// nuke-launcher: Nuke / Hiero engine launcher
//
// SPDX-FileCopyrightText: 2026 Romeo Ahmed
// SPDX-License-Identifier: GPL-3.0-or-later

use super::software::{Product, SoftwareVersion, scan_template, split_template};
use super::version::NukeVersion;
use super::{LaunchMode, LaunchRequest, create_engine_launcher};
use crate::config::Config;
use crate::core::env::container::Env;
use crate::core::env::types::Platform;
use crate::error::LaunchError;
use std::fs;
use std::path::{Path, PathBuf};

fn touch(path: &Path) {
    fs::create_dir_all(path.parent().unwrap()).unwrap();
    fs::write(path, b"").unwrap();
}

fn linux_config(templates: &[String]) -> Config {
    let mut config = Config::default();
    config.engine.root = PathBuf::from("/repo");
    config.software.platform = Some(Platform::Linux);
    config.software.templates = templates.to_vec();
    config
}

#[test]
fn test_version_parse_and_display() {
    let v: NukeVersion = "10.0v5".parse().unwrap();
    assert_eq!((v.major(), v.minor(), v.patch()), (10, 0, 5));
    assert_eq!(v.major_minor(), "10.0");
    assert_eq!(v.to_string(), "10.0v5");
}

#[test]
fn test_version_parse_rejects_garbage() {
    for bad in ["", "10", "10.0", "10v5", "10.xv5", "v5", "10.0v", "-1.0v1"] {
        assert!(
            matches!(bad.parse::<NukeVersion>(), Err(LaunchError::InvalidVersion(_))),
            "{bad:?} should not parse"
        );
    }
}

#[test]
fn test_version_ordering() {
    let mut versions: Vec<NukeVersion> = ["11.1v1", "10.0v5", "10.5v2", "10.0v12"]
        .iter()
        .map(|v| v.parse().unwrap())
        .collect();
    versions.sort();
    let sorted: Vec<_> = versions.iter().map(ToString::to_string).collect();
    assert_eq!(sorted, ["10.0v5", "10.0v12", "10.5v2", "11.1v1"]);
}

#[test]
fn test_launch_mode_from_args() {
    assert_eq!(LaunchMode::from_args(&["arg1", "arg2"]), LaunchMode::Nuke);
    assert_eq!(LaunchMode::from_args(&["--hiero"]), LaunchMode::Hiero);
    assert_eq!(LaunchMode::from_args(&["-q", "--studio"]), LaunchMode::Hiero);
    assert_eq!(LaunchMode::from_args(&["--nukex"]), LaunchMode::Nuke);
    assert_eq!(LaunchMode::from_args::<&str>(&[]), LaunchMode::Nuke);
    assert_eq!(LaunchMode::Hiero.plugin_path_var(), "HIERO_PLUGIN_PATH");
}

#[test]
fn test_unknown_engine() {
    let config = Config::default();
    let err = create_engine_launcher(&config, "tk-maya", &["10.0v5"]).unwrap_err();
    assert!(matches!(err, LaunchError::UnknownEngine { .. }));
}

#[test]
fn test_invalid_requested_version() {
    let config = Config::default();
    let err = create_engine_launcher(&config, "tk-nuke", &["ten"]).unwrap_err();
    assert!(matches!(err, LaunchError::InvalidVersion(v) if v == "ten"));
}

#[test]
fn test_prepare_appends_file_to_open() {
    let config = linux_config(&[]);
    let launcher = create_engine_launcher(&config, "tk-nuke", &["10.0v5"])
        .unwrap()
        .with_environment(Env::new());

    let request = LaunchRequest::builder()
        .executable("/path/to/nuke")
        .args(vec!["--nukex".to_string()])
        .file_to_open("/shots/sh010/comp.nk")
        .build();
    let info = launcher.prepare(&request);

    assert_eq!(info.path, PathBuf::from("/path/to/nuke"));
    assert_eq!(info.args, ["--nukex", "/shots/sh010/comp.nk"]);
    assert_eq!(
        info.environment.get("NUKE_PATH").map(String::as_str),
        Some("/repo/plugins/basic")
    );
    assert_eq!(
        info.environment.get("SGTK_ENGINE").map(String::as_str),
        Some("tk-nuke")
    );
    assert!(!info.environment.contains_key("SGTK_CONTEXT"));
}

#[test]
fn test_prepare_exports_context() {
    let mut config = linux_config(&[]);
    config.engine.context = Some("shot:1234".to_string());
    let launcher = create_engine_launcher::<&str>(&config, "tk-nuke", &[])
        .unwrap()
        .with_environment(Env::new());

    let info = launcher.prepare_launch("/path/to/nuke", ["--studio"], None);

    assert_eq!(
        info.environment.get("SGTK_CONTEXT").map(String::as_str),
        Some("shot:1234")
    );
    assert!(!info.environment.contains_key("NUKE_PATH"));
}

#[test]
fn test_prepare_windows_separator() {
    let mut config = linux_config(&[]);
    config.software.platform = Some(Platform::Windows);
    let launcher = create_engine_launcher::<&str>(&config, "tk-nuke", &[])
        .unwrap()
        .with_environment([("NUKE_PATH", r"C:\gizmos")].into_iter().collect());

    let info = launcher.prepare_launch(r"C:\Nuke10.0v5\Nuke10.0.exe", Vec::<String>::new(), None);
    let expected = format!(r"C:\gizmos;{}", launcher.startup_path().display());

    assert_eq!(info.environment["NUKE_PATH"], expected);
}

#[test]
fn test_scan_template_linux_layout() {
    let tmp = tempfile::tempdir().unwrap();
    let root = tmp.path();
    touch(&root.join("Nuke10.0v5/Nuke10.0"));
    touch(&root.join("Nuke11.3v1/Nuke11.3"));
    // Mismatched major/minor and a directory without the executable.
    touch(&root.join("Nuke12.0v1/Nuke11.0"));
    fs::create_dir_all(root.join("Nuke13.0v1")).unwrap();
    fs::create_dir_all(root.join("NukeStudio")).unwrap();

    let template = format!("{}/Nuke{{version}}/Nuke{{major_minor_version}}", root.display());
    let found = scan_template(&template, Platform::Linux).unwrap();

    let versions: Vec<_> = found.iter().map(|(_, v)| v.to_string()).collect();
    assert_eq!(versions, ["10.0v5", "11.3v1"]);
    assert_eq!(found[0].0, root.join("Nuke10.0v5").join("Nuke10.0"));
}

#[test]
fn test_scan_template_repeated_version_must_agree() {
    let tmp = tempfile::tempdir().unwrap();
    let root = tmp.path();
    fs::create_dir_all(root.join("Nuke12.2v4/Nuke12.2v4.app")).unwrap();
    fs::create_dir_all(root.join("Nuke12.2v5/Nuke12.2v4.app")).unwrap();

    let template = format!("{}/Nuke{{version}}/Nuke{{version}}.app", root.display());
    let found = scan_template(&template, Platform::MacOs).unwrap();

    assert_eq!(found.len(), 1);
    assert_eq!(found[0].1, NukeVersion::new(12, 2, 4));
}

#[test]
fn test_scan_template_missing_root() {
    let found = scan_template(
        "/definitely/not/here/Nuke{version}/Nuke{major_minor_version}",
        Platform::Linux,
    )
    .unwrap();
    assert!(found.is_empty());
}

#[test]
fn test_split_template_windows_drive_root() {
    let (root, components) = split_template(
        r"C:\Program Files\Nuke{version}\Nuke{major_minor_version}.exe",
        Platform::Windows,
    );
    assert_eq!(root, PathBuf::from(r"C:\"));
    assert_eq!(
        components,
        ["Program Files", "Nuke{version}", "Nuke{major_minor_version}.exe"]
    );
}

#[test]
fn test_split_template_windows_forward_slashes() {
    let (root, components) = split_template("d:/Apps/Nuke{version}/Nuke.exe", Platform::Windows);
    assert_eq!(root, PathBuf::from(r"d:\"));
    assert_eq!(components, ["Apps", "Nuke{version}", "Nuke.exe"]);
}

#[test]
fn test_split_template_unix_root() {
    let (root, components) = split_template(
        "/usr/local/Nuke{version}/Nuke{major_minor_version}",
        Platform::Linux,
    );
    assert_eq!(root, PathBuf::from(std::path::MAIN_SEPARATOR_STR));
    assert_eq!(
        components,
        ["usr", "local", "Nuke{version}", "Nuke{major_minor_version}"]
    );

    // A drive-like first component is only special on Windows.
    let (root, components) = split_template("C:/Nuke{version}", Platform::Linux);
    assert_eq!(root, PathBuf::new());
    assert_eq!(components, ["C:", "Nuke{version}"]);
}

#[test]
fn test_scan_template_requires_version_token() {
    let err = scan_template("/usr/local/Nuke{major_minor_version}", Platform::Linux).unwrap_err();
    assert!(matches!(err, LaunchError::InvalidTemplate { .. }));
}

#[test]
fn test_scan_software_filters_and_expands() {
    let tmp = tempfile::tempdir().unwrap();
    let root = tmp.path();
    touch(&root.join("Nuke9.0v8/Nuke9.0"));
    touch(&root.join("Nuke10.0v5/Nuke10.0"));
    touch(&root.join("Nuke11.3v1/Nuke11.3"));

    let template = format!("{}/Nuke{{version}}/Nuke{{major_minor_version}}", root.display());
    let config = linux_config(&[template]);

    let all = create_engine_launcher::<&str>(&config, "tk-nuke", &[])
        .unwrap()
        .scan_software()
        .unwrap();
    // 9.0v8 is below the minimum; two installs x five products remain.
    assert_eq!(all.len(), 10);

    let limited = create_engine_launcher(&config, "tk-nuke", &["10.0v5"])
        .unwrap()
        .scan_software()
        .unwrap();
    let names: Vec<_> = limited.iter().map(SoftwareVersion::display_name).collect();
    insta::assert_snapshot!(names.join("\n"), @r"
    Nuke 10.0v5
    NukeX 10.0v5
    NukeAssist 10.0v5
    Nuke Studio 10.0v5
    Hiero 10.0v5
    ");

    let studio = limited
        .iter()
        .find(|s| s.product == Product::NukeStudio)
        .unwrap();
    assert_eq!(studio.args, ["--studio"]);
    assert_eq!(studio.path, root.join("Nuke10.0v5").join("Nuke10.0"));
}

What you are asked to do: Which lines belong in the answer? Exactly those from the first line of the entries through the line holding "fs::create_dir_all(path.parent().unwrap()).unwrap();", inclusive, copied unchanged.

Response to this exercise:
// nuke-launcher: Nuke / Hiero engine launcher
//
// SPDX-FileCopyrightText: 2026 Romeo Ahmed
// SPDX-License-Identifier: GPL-3.0-or-later

use super::software::{Product, SoftwareVersion, scan_template, split_template};
use super::version::NukeVersion;
use super::{LaunchMode, LaunchRequest, create_engine_launcher};
use crate::config::Config;
use crate::core::env::container::Env;
use crate::core::env::types::Platform;
use crate::error::LaunchError;
use std::fs;
use std::path::{Path, PathBuf};

fn touch(path: &Path) {
    fs::create_dir_all(path.parent().unwrap()).unwrap();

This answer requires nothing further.